Many are embarrassed at finding themselves here because they've always worked and they're proud of taking care of themselves and their families. What they find is that just because they don't have insurance cards in their pockets, it doesn't mean they don't get good care in a great place, with their dignity intact.

The Lackey Free Clinic will upend your notions about what caring for the uninsured and the poor can look like and feel like. And that can be traced to James and Patricia "Cooka" Shaw.

From dozens of nominations from readers, the Daily Press Editorial Board has selected the Shaws as Citizens of the Year for 2007. The award comes with a $1,000 donation to the charity of their choice.


A glance around the clinic, or a little time spent here, will leave no doubt about why it was born or why it operates the way it does.
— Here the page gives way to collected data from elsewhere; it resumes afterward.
//! LazyRecord Rust: schema-driven active records.
//!
//! `lazyrecord` is the **facade crate**. It re-exports the public surface of the
//! workspace so applications depend on one crate and import one prelude.
//!
//! # Role In The Architecture
//!
//! - **Foundation** (`lazyrecord-core`): values, rows, errors, operation results and
//!   the connection boundary.
//! - **SQL** (`lazyrecord-query`): dialect-aware SELECT/INSERT/UPDATE/DELETE builders.
//! - **Metadata** (`lazyrecord-schema`): columns, relations, the schema registry,
//!   validators and DDL builders.
//! - **Behavior** (`lazyrecord-model`): the record lifecycle engine, the column
//!   pipeline and the relationship resolver.
//!
//! # Quick Start
//!
//! ```
//! use std::sync::Arc;
//!
//! use lazyrecord::prelude::*;
//! use lazyrecord_core::testing::{MockConnection, MockProvider};
//!
//! let author = Schema::builder("author")
//!     .table("authors")
//!     .column(ColumnDef::new("id").isa(Isa::Int).primary(true).auto_increment(true))
//!     .column(ColumnDef::new("name").required(true))
//!     .relation("books", RelationDef::has_many("id", "book", "author_id"))
//!     .build()
//!     .unwrap();
//! let book = Schema::builder("book")
//!     .table("books")
//!     .column(ColumnDef::new("id").isa(Isa::Int).primary(true).auto_increment(true))
//!     .column(ColumnDef::new("author_id").isa(Isa::Int))
//!     .column(ColumnDef::new("title").required(true))
//!     .build()
//!     .unwrap();
//! let registry = SchemaRegistry::from_schemas([author, book]).unwrap();
//!
//! let conn = Arc::new(MockConnection::new());
//! let db = Database::builder(registry, Arc::new(MockProvider::sqlite(conn)))
//!     .config(RecordConfig::default().auto_reload(false))
//!     .build();
//!
//! let mut author = db.record("author").unwrap();
//! assert!(author.create(value_map! { "name" => "Le Guin" }).is_success());
//!
//! let books = author.relation_mut("books").unwrap().as_collection_mut().unwrap();
//! let (book, result) = books.create(value_map! { "title" => "The Dispossessed" }).unwrap();
//! assert!(result.is_success());
//! assert_eq!(book.get("author_id"), author.get("id"));
//! ```

pub use lazyrecord_core::{
    Connection, ConnectionManager, ConnectionProvider, Connector, DataSourceConfig, Dialect,
    Error, OperationResult, QueryDriver, RecordConfig, Result, ResultExtra, Right, Row,
    Statement, ValidationOutcome, Validations, Value, ValueMap, value_map,
};
pub use lazyrecord_model::{
    Collection, CreateOptions, CurrentUser, Database, DatabaseBuilder, DefaultHooks, LoadArgs,
    ModelHooks, Record, Relation, UpdateOptions,
};
pub use lazyrecord_query::{Condition, Join, Operand, Query, QueryKind, Where};
pub use lazyrecord_schema::{
    ColumnDef, ColumnDefault, DdlBuilder, ForeignKeyRelation, Isa, RecordView, RelationDef,
    RelationId, RelationKind, Schema, SchemaBuilder, SchemaLoader, SchemaRegistry, ValidValues,
    Validator, ValidatorRegistry, ddl_builder_for,
};

/// Scripted in-memory connections for tests.
#[cfg(feature = "testing")]
pub use lazyrecord_core::testing;

/// The types most applications need.
pub mod prelude {
    pub use crate::{
        Collection, ColumnDef, Condition, ConnectionManager, ConnectionProvider, CreateOptions,
        Database, Dialect, Error, Isa, LoadArgs, ModelHooks, OperationResult, QueryDriver, Record,
        RecordConfig, Relation, RelationDef, Result, Right, Row, Schema, SchemaRegistry,
        UpdateOptions, Value, ValueMap, value_map,
    };
}
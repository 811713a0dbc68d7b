//! The schema registry.
//!
//! Schemas refer to one another by name (relations name a foreign schema), so they
//! are collected in a [`SchemaRegistry`] and resolved through it. The registry is
//! built once and shared read-only afterwards.

use std::sync::Arc;

use indexmap::IndexMap;
use lazyrecord_core::{Error, Result};

use crate::relation::{RelationDef, RelationId};
use crate::schema::Schema;

/// A source of schema definitions.
pub trait SchemaLoader {
    fn load(&self) -> Result<Vec<Schema>>;
}

impl<F> SchemaLoader for F
where
    F: Fn() -> Result<Vec<Schema>>,
{
    fn load(&self) -> Result<Vec<Schema>> {
        self()
    }
}

/// Schemas by registered name.
#[derive(Debug, Clone, Default)]
pub struct SchemaRegistry {
    schemas: IndexMap<String, Arc<Schema>>,
}

impl SchemaRegistry {
    pub fn new() -> Self {
        Self::default()
    }

    pub fn from_schemas(schemas: impl IntoIterator<Item = Schema>) -> Result<Self> {
        let mut registry = Self::new();
        for schema in schemas {
            registry.register(schema)?;
        }
        Ok(registry)
    }

    /// Add a schema. Names are unique.
    pub fn register(&mut self, schema: Schema) -> Result<Arc<Schema>> {
        if self.schemas.contains_key(schema.name()) {
            return Err(Error::invalid_schema(
                schema.name(),
                "a schema with this name is already registered",
            ));
        }
        tracing::debug!(
            schema = schema.name(),
            table = schema.table(),
            columns = schema.get_columns(true).len(),
            "Registering schema"
        );
        let schema = Arc::new(schema);
        self.schemas
            .insert(schema.name().to_string(), Arc::clone(&schema));
        Ok(schema)
    }

    /// Register every schema a loader yields.
    pub fn load_from(&mut self, loader: &dyn SchemaLoader) -> Result<usize> {
        let schemas = loader.load()?;
        let count = schemas.len();
        for schema in schemas {
            self.register(schema)?;
        }
        Ok(count)
    }

    pub fn get(&self, name: &str) -> Option<Arc<Schema>> {
        self.schemas.get(name).cloned()
    }

    /// Like [`get`](Self::get), failing with [`Error::SchemaNotFound`].
    pub fn require(&self, name: &str) -> Result<Arc<Schema>> {
        self.get(name)
            .ok_or_else(|| Error::SchemaNotFound(name.to_string()))
    }

    pub fn contains(&self, name: &str) -> bool {
        self.schemas.contains_key(name)
    }

    pub fn names(&self) -> impl Iterator<Item = &str> {
        self.schemas.keys().map(String::as_str)
    }

    pub fn len(&self) -> usize {
        self.schemas.len()
    }

    pub fn is_empty(&self) -> bool {
        self.schemas.is_empty()
    }

    pub fn iter(&self) -> impl Iterator<Item = &Arc<Schema>> {
        self.schemas.values()
    }

    /// Check that every relation points at a registered schema and existing columns,
    /// and that many-to-many hops are declared where they are expected.
    pub fn check_relations(&self) -> Result<()> {
        for schema in self.schemas.values() {
            for (id, relation) in schema.relations() {
                self.check_relation(schema, id, relation)?;
            }
        }
        Ok(())
    }

    fn check_relation(&self, schema: &Schema, id: &RelationId, relation: &RelationDef) -> Result<()> {
        let fail = |message: String| Error::relationship(id.as_str(), message);
        match relation {
            RelationDef::HasOne(fk) | RelationDef::HasMany(fk) | RelationDef::BelongsTo(fk) => {
                if !schema.has_column(&fk.self_column) {
                    return Err(fail(format!(
                        "column {} is not defined on {}",
                        fk.self_column,
                        schema.name()
                    )));
                }
                let foreign = self
                    .get(&fk.foreign_schema)
                    .ok_or_else(|| fail(format!("schema {} is not registered", fk.foreign_schema)))?;
                if !foreign.has_column(&fk.foreign_column) {
                    return Err(fail(format!(
                        "column {} is not defined on {}",
                        fk.foreign_column, fk.foreign_schema
                    )));
                }
            }
            RelationDef::ManyToMany { junction, target } => {
                let junction_def = schema
                    .get_relation(junction.as_str())
                    .ok_or_else(|| fail(format!("junction relation {junction} is not defined")))?;
                let fk = junction_def.foreign_key().ok_or_else(|| {
                    fail(format!("junction relation {junction} must be a foreign key relation"))
                })?;
                let junction_schema = self
                    .get(&fk.foreign_schema)
                    .ok_or_else(|| fail(format!("schema {} is not registered", fk.foreign_schema)))?;
                let target_def = junction_schema
                    .get_relation(target.as_str())
                    .ok_or_else(|| {
                        fail(format!(
                            "relation {target} is not defined on {}",
                            junction_schema.name()
                        ))
                    })?;
                if target_def.foreign_key().is_none() {
                    return Err(fail(format!(
                        "relation {target} must be a foreign key relation"
                    )));
                }
            }
        }
        Ok(())
    }
}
Because it isn't just a provider of services, it's a calling, to the Shaws, who launched and still shepherd it, and to many of those whose efforts make it a success.

Painted on the wall on the multipurpose kitchen, workroom, breakroom and conference room are the words that sparked this medical ministry. They're from the part in the gospel of Matthew in which Christ says that, come the Judgment Day, the kingdom of heaven will be inherited by those who, in serving the hungry and thirsty, the stranger and the prisoner and the sick, served him: "Inasmuch as ye have done it unto one of the least of these my brethren, ye have done it unto me."

It was while Jim Shaw, a pulmonary specialist with the Intensive Care Unit at Riverside Regional Medical Center, was reading this passage that "a light bulb went off."

He asked himself, "How can I serve Christ?" and found the answer, "I can do it by serving the poor."

That proved easier vowed than done. Offers to help at a couple of clinics didn't even get a call back. Then a chaplain in training at Riverside suggested, "Look in Lackey," a part of York County with more than its share of poverty and pain, and sent him to the Rising Sun Baptist Church there.

Here Shaw's offer met fertile ground, but it was slow to grow. The clinic started in 1995, meeting one evening a week in a Sunday School room with a handful of volunteers serving a handful of patients. The next year, York County welcomed it to the new community center at Charles Brown Park. Then in 1997, cancer forced Shaw to close the clinic for a few months. He and Cooka contemplated giving it up, but gradually, more patients came, enough to add a second night - enough finally, that a full-time, fully equipped clinic was needed to care for them.

The fruits of the Shaws' perseverance now have an address: 1620 Old Williamsburg Road, not far from the Naval Weapons Station. The money to purchase the land was a gift from the York County Volunteer Association. Fundraisers brought in enough that when the new building opened in 2003, it did so debt-free.

What began as a Thursday-night clinic with equipment lugged around in a cardboard box is now a five-day-a-week operation. It has added dental care and critical specialties, including gynecology, ophthalmology, rheumatology, cardiology and pediatrics.

And the need keeps growing. The patient-visit count nearly doubled between 2004 and 2006 and rose another 27 percent in 2007 to 5,300. Every week brings 25 or 30 new patients, and Jim Shaw expects that trend to continue. There are, he estimates, 160,000 people in the greater Peninsula area who meet the qualifications for free care because they're uninsured and their incomes are less than 200 percent of the federal poverty level.